[[ PROVIDED MATERIAL, beginning ]]

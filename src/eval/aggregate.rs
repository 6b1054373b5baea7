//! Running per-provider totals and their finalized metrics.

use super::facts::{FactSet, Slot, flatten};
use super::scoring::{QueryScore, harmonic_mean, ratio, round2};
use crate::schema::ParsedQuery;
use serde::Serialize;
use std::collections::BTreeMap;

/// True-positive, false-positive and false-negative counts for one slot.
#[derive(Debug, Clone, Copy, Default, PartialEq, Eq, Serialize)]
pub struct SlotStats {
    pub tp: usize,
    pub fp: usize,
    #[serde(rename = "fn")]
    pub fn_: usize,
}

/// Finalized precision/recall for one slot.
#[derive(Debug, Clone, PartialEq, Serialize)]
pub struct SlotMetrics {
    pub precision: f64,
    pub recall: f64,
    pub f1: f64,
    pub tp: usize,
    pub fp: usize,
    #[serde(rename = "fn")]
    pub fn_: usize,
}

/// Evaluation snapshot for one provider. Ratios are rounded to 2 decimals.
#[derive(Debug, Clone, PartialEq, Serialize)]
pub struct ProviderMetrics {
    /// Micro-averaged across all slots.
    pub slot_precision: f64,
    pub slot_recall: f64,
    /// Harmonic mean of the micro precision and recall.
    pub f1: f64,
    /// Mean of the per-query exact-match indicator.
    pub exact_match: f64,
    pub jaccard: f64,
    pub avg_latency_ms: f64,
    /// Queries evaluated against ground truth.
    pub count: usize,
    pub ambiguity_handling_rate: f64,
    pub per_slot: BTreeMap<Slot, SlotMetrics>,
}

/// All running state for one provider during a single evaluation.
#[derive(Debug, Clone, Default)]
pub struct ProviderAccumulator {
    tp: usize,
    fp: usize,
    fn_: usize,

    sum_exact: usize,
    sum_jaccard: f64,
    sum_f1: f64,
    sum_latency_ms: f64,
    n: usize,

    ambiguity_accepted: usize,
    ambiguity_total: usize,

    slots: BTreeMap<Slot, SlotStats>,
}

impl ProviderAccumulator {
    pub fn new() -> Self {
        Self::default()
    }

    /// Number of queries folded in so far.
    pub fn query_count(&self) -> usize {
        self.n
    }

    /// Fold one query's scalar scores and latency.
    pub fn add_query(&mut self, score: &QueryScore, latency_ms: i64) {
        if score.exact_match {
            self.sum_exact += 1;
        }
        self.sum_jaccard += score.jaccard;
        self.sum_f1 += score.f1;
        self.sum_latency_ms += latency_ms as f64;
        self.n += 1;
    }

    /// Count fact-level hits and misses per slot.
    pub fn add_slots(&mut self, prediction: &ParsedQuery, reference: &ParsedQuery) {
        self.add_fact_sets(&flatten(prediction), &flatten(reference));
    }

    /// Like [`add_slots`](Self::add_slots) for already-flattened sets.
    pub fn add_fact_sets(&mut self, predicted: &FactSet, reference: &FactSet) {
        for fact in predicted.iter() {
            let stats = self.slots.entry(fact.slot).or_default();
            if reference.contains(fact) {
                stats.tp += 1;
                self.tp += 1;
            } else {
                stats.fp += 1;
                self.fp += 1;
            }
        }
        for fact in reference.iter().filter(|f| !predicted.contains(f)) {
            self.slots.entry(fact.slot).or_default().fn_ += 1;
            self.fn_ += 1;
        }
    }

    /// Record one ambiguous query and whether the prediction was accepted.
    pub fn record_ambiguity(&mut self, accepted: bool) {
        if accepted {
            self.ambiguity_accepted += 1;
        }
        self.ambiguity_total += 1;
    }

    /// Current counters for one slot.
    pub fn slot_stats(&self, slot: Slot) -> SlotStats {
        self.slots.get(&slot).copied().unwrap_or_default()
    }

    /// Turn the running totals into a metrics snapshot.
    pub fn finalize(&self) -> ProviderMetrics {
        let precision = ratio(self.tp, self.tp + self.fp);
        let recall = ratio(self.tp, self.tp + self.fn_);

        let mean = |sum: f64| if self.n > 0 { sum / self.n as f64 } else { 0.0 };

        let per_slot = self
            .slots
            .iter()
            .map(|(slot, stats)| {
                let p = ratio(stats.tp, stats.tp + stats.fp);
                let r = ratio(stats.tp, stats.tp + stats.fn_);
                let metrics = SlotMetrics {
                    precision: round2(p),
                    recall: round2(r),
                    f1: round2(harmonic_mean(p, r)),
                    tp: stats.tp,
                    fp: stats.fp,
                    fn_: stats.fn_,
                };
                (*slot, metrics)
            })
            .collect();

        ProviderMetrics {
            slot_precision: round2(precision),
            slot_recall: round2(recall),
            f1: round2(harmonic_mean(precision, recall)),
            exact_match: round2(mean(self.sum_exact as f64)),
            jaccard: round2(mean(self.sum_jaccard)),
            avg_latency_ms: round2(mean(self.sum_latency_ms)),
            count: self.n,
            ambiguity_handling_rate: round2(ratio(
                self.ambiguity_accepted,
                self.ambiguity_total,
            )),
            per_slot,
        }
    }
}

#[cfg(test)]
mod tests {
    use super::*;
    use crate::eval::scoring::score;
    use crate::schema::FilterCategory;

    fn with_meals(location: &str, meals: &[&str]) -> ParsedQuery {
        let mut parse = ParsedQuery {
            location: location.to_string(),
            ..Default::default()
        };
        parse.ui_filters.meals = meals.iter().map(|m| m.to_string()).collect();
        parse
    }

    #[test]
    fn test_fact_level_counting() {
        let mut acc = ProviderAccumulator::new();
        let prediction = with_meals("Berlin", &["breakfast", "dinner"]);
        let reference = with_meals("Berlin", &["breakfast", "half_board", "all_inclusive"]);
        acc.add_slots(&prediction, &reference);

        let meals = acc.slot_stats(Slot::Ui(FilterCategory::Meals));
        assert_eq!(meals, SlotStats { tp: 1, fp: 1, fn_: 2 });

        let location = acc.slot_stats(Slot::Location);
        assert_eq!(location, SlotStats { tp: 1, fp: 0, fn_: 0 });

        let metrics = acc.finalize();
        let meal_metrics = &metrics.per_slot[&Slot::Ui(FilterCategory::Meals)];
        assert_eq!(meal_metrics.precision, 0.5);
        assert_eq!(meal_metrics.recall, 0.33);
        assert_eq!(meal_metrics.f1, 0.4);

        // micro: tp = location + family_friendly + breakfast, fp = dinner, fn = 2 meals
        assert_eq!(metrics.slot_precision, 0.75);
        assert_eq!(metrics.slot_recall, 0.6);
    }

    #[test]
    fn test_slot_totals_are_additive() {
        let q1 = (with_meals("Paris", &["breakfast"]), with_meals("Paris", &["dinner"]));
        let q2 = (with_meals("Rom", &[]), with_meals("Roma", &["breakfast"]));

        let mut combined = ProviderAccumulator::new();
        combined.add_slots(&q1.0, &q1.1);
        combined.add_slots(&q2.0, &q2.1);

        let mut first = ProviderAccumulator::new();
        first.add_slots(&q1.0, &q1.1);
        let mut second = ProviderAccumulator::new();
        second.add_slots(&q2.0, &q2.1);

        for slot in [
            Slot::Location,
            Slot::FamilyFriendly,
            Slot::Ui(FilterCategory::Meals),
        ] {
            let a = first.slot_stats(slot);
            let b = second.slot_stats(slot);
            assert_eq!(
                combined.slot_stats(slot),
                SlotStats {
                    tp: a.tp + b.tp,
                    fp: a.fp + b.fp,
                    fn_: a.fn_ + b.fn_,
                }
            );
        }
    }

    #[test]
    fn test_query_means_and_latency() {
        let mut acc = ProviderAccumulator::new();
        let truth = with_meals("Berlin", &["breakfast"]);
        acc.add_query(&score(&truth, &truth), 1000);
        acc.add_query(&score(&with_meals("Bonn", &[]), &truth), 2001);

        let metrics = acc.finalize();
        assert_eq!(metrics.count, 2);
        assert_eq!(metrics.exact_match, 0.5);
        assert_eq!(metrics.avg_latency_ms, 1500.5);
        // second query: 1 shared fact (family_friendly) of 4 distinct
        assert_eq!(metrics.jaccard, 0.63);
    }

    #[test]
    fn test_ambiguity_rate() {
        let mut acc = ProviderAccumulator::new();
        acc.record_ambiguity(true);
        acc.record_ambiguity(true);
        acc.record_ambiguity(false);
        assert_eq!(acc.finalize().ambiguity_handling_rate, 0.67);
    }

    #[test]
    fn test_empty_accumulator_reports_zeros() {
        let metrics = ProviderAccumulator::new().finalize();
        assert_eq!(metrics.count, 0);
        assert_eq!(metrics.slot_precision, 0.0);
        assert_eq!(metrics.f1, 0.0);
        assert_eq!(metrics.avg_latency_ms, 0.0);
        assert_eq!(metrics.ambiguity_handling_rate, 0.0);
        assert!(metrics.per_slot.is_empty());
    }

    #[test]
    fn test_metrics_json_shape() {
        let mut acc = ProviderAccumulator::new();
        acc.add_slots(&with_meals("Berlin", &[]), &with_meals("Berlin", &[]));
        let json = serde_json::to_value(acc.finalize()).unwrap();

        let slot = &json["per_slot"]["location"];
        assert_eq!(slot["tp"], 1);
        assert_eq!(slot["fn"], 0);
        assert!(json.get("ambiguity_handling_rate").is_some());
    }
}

[[ PROVIDED MATERIAL, end ]]

**HOW TO COMPLETE THIS TASK:** Transcribe only, please, the lines from the first line of the records through the line with "use serde::Serialize;". Both of those lines are included.

**TASK OUTPUT:**
filename src/eval/aggregate.rs
repository 6b1054373b5baea7
//! Running per-provider totals and their finalized metrics.

use super::facts::{FactSet, Slot, flatten};
use super::scoring::{QueryScore, harmonic_mean, ratio, round2};
use crate::schema::ParsedQuery;
use serde::Serialize;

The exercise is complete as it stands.